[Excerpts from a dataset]
···
//! Monadic container types.
//!
//! | Type | Success | Failure / absence | `map2` on two failures |
//! |------|---------|-------------------|------------------------|
//! | [`Either<L, R>`] | `Right(R)` | `Left(L)` | first wins |
//! | [`Maybe<A>`] | `Just(A)` | `Nothing` | `Nothing` |
//! | [`Outcome<T, E>`] | `Success(T)` | `Failure(E)` | first wins |
//! | [`Identity<A>`] | the value | never | n/a |
//! | [`Reader<R, A>`] | `A` computed from `R` | never | n/a |
//! | [`Validation<T, E>`] | `Valid(T)` | `Invalid(E)` | errors combined |
//!
//! Every type except `Reader` offers `fold` and `match_with` to eliminate
//! it. On the two-case types the success handler comes first.

mod either;
mod fault;
mod identity;
mod maybe;
mod outcome;
mod reader;
mod validation;

pub use either::Either;
pub use fault::Fault;
pub use identity::Identity;
pub use maybe::Maybe;
pub use outcome::Outcome;
pub use reader::Reader;
pub use validation::{ErrorListDisplay, Validation};
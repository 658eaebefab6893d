//! Validation type - checks that report every failure.
//!
//! `Validation<T, E>` is `Valid(T)` or `Invalid(E)`. Its shape matches
//! [`Either`](super::Either), but the [`Applicative`] instance differs.
//! When `map2`, `map3`, `product` or `apply` meet two `Invalid` operands,
//! they do not stop at the first. They merge both errors with
//! [`Semigroup::combine`], left operand first. A form built from ten
//! independent checks therefore reports every failed check at once.
//!
//! [`Monad::flat_map`] still stops at the first `Invalid`: the next step
//! needs the previous value, and an `Invalid` has none.
//! [`Validation::apply_fail_fast`] offers the same short-circuit for
//! function application.
//!
//! Errors are usually collected in a `Vec`; [`Validation::fail`] and
//! [`Validation::ensure`] build single-error validations of that shape.
//!
//! # Examples
//!
//! ```rust
//! use endofunk::data::Validation;
//! use endofunk::typeclass::Applicative;
//!
//! #[derive(Debug, PartialEq)]
//! struct Account {
//!     name: String,
//!     age: u32,
//! }
//!
//! fn check_name(name: &str) -> Validation<String, Vec<String>> {
//!     Validation::ensure(name.to_string(), |n| !n.is_empty(), "name is empty".to_string())
//! }
//!
//! fn check_age(age: u32) -> Validation<u32, Vec<String>> {
//!     Validation::ensure(age, |a| *a >= 18, format!("{age} is under 18"))
//! }
//!
//! let account = check_name("ada").map2(check_age(36), |name, age| Account { name, age });
//! assert_eq!(account, Validation::Valid(Account { name: "ada".to_string(), age: 36 }));
//!
//! let account = check_name("").map2(check_age(12), |name, age| Account { name, age });
//! assert_eq!(
//!     account,
//!     Validation::Invalid(vec!["name is empty".to_string(), "12 is under 18".to_string()])
//! );
//! ```

use std::fmt;

use crate::typeclass::{Applicative, Bifunctor, Functor, Monad, Semigroup, TypeConstructor};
···
All lines from the one containing "Its shape matches" through the last line of the data must be set down exactly. No other lines belong in the answer.

SOLVED PROBLEM =>
//! `Validation<T, E>` is `Valid(T)` or `Invalid(E)`. Its shape matches
//! [`Either`](super::Either), but the [`Applicative`] instance differs.
//! When `map2`, `map3`, `product` or `apply` meet two `Invalid` operands,
//! they do not stop at the first. They merge both errors with
//! [`Semigroup::combine`], left operand first. A form built from ten
//! independent checks therefore reports every failed check at once.
//!
//! [`Monad::flat_map`] still stops at the first `Invalid`: the next step
//! needs the previous value, and an `Invalid` has none.
//! [`Validation::apply_fail_fast`] offers the same short-circuit for
//! function application.
//!
//! Errors are usually collected in a `Vec`; [`Validation::fail`] and
//! [`Validation::ensure`] build single-error validations of that shape.
//!
//! # Examples
//!
//! ```rust
//! use endofunk::data::Validation;
//! use endofunk::typeclass::Applicative;
//!
//! #[derive(Debug, PartialEq)]
//! struct Account {
//!     name: String,
//!     age: u32,
//! }
//!
//! fn check_name(name: &str) -> Validation<String, Vec<String>> {
//!     Validation::ensure(name.to_string(), |n| !n.is_empty(), "name is empty".to_string())
//! }
//!
//! fn check_age(age: u32) -> Validation<u32, Vec<String>> {
//!     Validation::ensure(age, |a| *a >= 18, format!("{age} is under 18"))
//! }
//!
//! let account = check_name("ada").map2(check_age(36), |name, age| Account { name, age });
//! assert_eq!(account, Validation::Valid(Account { name: "ada".to_string(), age: 36 }));
//!
//! let account = check_name("").map2(check_age(12), |name, age| Account { name, age });
//! assert_eq!(
//!     account,
//!     Validation::Invalid(vec!["name is empty".to_string(), "12 is under 18".to_string()])
//! );
//! ```

use std::fmt;

use crate::typeclass::{Applicative, Bifunctor, Functor, Monad, Semigroup, TypeConstructor};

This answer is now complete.